The person who appeared in the video looked somewhat like Jonathan albeit a much larger and clumsier version.

The man sitting across from me was lean and athletic looking. It took a moment to realize the person in the video and the man sitting across from me was one and the same.

The video lasted about 20 minutes during which time I witnessed Jonathan transforming from a stiff, awkward, inflexible, overweight, out of shape being into the lithe, agile, confident, slim and athletic person sitting across from me.

He explained that the reason he wanted to contact me and show me the video was because last week’s blog on The Habit of Working At It was his story and he thought I might like to share it with you, my readers.

Jonathan is 58 years old and had spent his 55th birthday in an emergency room having been brought there by crippling chest pain.

He was lucky. His worst fears were not realized and he was sent home but not before “the 12-year-old doctor told me to smarten up.

Jonathan went home and took stock. At 5’7”, he weighed in at 287 pounds. Tying his shoelaces quite often left him breathless and walking the three flights of stairs to his office was out of the question.

He knew he had to do something but didn’t know where to start. The thought of going to a gym and showing the world how truly overweight and out of shape he was, was too humiliating to even contemplate so he settled on ordering a set of exercise DVDs from an infomercial.

Two weeks later when his shipment arrived, he excitedly inserted the first DVD and, less than two minutes later, found himself sitting on his couch barely able to catch his breath and feeling his heart pounding in his chest.

To say he was discouraged would be an understatement.
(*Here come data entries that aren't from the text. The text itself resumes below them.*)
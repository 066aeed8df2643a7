use crate::payload::{Comparison, DesignCandidate, DiagramSource, StaffingPlan};
use chrono::{DateTime, Utc};
use serde::{Deserialize, Serialize};

/// Closed set of artifact kinds the pipeline can produce.
#[derive(Debug, Clone, Copy, PartialEq, Eq, Hash, PartialOrd, Ord, Serialize, Deserialize)]
#[serde(rename_all = "snake_case")]
pub enum ArtifactKind {
    Design,
    Comparison,
    Diagram,
    Staffing,
}

impl ArtifactKind {
    pub fn as_str(&self) -> &'static str {
        match self {
            ArtifactKind::Design => "design",
            ArtifactKind::Comparison => "comparison",
            ArtifactKind::Diagram => "diagram",
            ArtifactKind::Staffing => "staffing",
        }
    }
}

impl std::fmt::Display for ArtifactKind {
    fn fmt(&self, f: &mut std::fmt::Formatter<'_>) -> std::fmt::Result {
        f.write_str(self.as_str())
    }
}

/// Typed payload of one artifact.
#[derive(Debug, Clone, PartialEq, Serialize, Deserialize)]
#[serde(tag = "type", rename_all = "snake_case")]
pub enum ArtifactPayload {
    Design(DesignCandidate),
    Comparison(Comparison),
    Diagram(DiagramSource),
    Staffing(StaffingPlan),
}

impl ArtifactPayload {
    pub fn kind(&self) -> ArtifactKind {
        match self {
            ArtifactPayload::Design(_) => ArtifactKind::Design,
            ArtifactPayload::Comparison(_) => ArtifactKind::Comparison,
            ArtifactPayload::Diagram(_) => ArtifactKind::Diagram,
            ArtifactPayload::Staffing(_) => ArtifactKind::Staffing,
        }
    }

    pub fn as_design(&self) -> Option<&DesignCandidate> {
        match self {
            ArtifactPayload::Design(d) => Some(d),
            _ => None,
        }
    }

    pub fn as_comparison(&self) -> Option<&Comparison> {
        match self {
            ArtifactPayload::Comparison(c) => Some(c),
            _ => None,
        }
    }

    pub fn as_diagram(&self) -> Option<&DiagramSource> {
        match self {
            ArtifactPayload::Diagram(d) => Some(d),
            _ => None,
        }
    }

    pub fn as_staffing(&self) -> Option<&StaffingPlan> {
        match self {
            ArtifactPayload::Staffing(s) => Some(s),
            _ => None,
        }
    }
}

/// A versioned unit of pipeline output, owned by exactly one session.
///
/// Versions for a kind start at 1 and are strictly increasing; the session
/// store rejects writes that would create gaps or duplicates.
#[derive(Debug, Clone, PartialEq, Serialize, Deserialize)]
pub struct Artifact {
    pub kind: ArtifactKind,
    pub version: u64,
    pub producer: String,
    pub created_at: DateTime<Utc>,
    pub payload: ArtifactPayload,
    /// Whether the refinement engine accepted this artifact. Unaccepted
    /// artifacts are best-effort results after attempt exhaustion.
    pub accepted: bool,
    /// Refinement attempts consumed before acceptance or exhaustion.
    pub attempts: u32,
}

impl Artifact {
    pub fn new(version: u64, producer: impl Into<String>, payload: ArtifactPayload) -> Self {
        Self {
            kind: payload.kind(),
            version,
            producer: producer.into(),
            created_at: Utc::now(),
            payload,
            accepted: true,
            attempts: 1,
        }
    }

    pub fn with_acceptance(mut self, accepted: bool, attempts: u32) -> Self {
        self.accepted = accepted;
        self.attempts = attempts;
        self
    }
}

#[cfg(test)]
mod tests {
    use super::*;
    use crate::payload::DiagramSource;

    #[test]
    fn test_kind_serializes_as_string() {
        let json = serde_json::to_string(&ArtifactKind::Staffing).unwrap();
        assert_eq!(json, "\"staffing\"");
    }

    #[test]
    fn test_payload_kind_matches_variant() {
        let payload = ArtifactPayload::Diagram(DiagramSource {
            format: "mermaid".into(),
            source: "graph TD".into(),
            nodes: vec!["S3".into()],
            edges: vec![],
        });
        assert_eq!(payload.kind(), ArtifactKind::Diagram);
        assert!(payload.as_diagram().is_some());
        assert!(payload.as_design().is_none());
    }

    #[test]
    fn test_artifact_new_defaults_accepted() {
        let payload = ArtifactPayload::Diagram(DiagramSource {
            format: "mermaid".into(),
            source: String::new(),
            nodes: vec![],
            edges: vec![],
        });
        let artifact = Artifact::new(1, "diagram_agent", payload);
        assert!(artifact.accepted);
        assert_eq!(artifact.version, 1);
        assert_eq!(artifact.kind, ArtifactKind::Diagram);
    }
}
He remembers reaching for the remote to eject the DVD from the player when “little voice in my head reminded me that this is what I have always done – quit when things get tough.”

He waited some 10 minutes and tried again. Same result – within two minutes he was on the couch gasping for air, chest pounding.

In that moment he made a promise to himself to keep trying and keep pushing no matter how long it took or how difficult it was. He swore to adopt The Habit of Working At It.

And boy did he ever.

He described the first two weeks as being everything he understood Hell to be. He quickly realized that it would take him quite a while to complete an entire workout but that he was slowly able to “stick with the program” for a teeny bit longer each day.

And so he did. And during this first two weeks he increased the amount of time before breathlessness overtook him from about two minutes to four.

He also realized that as his entire workout was over in four minutes, he could do this multiple times a day. And so he began doing four minute workouts four or five times per day and those four minutes became five minutes, then six minutes, then seven.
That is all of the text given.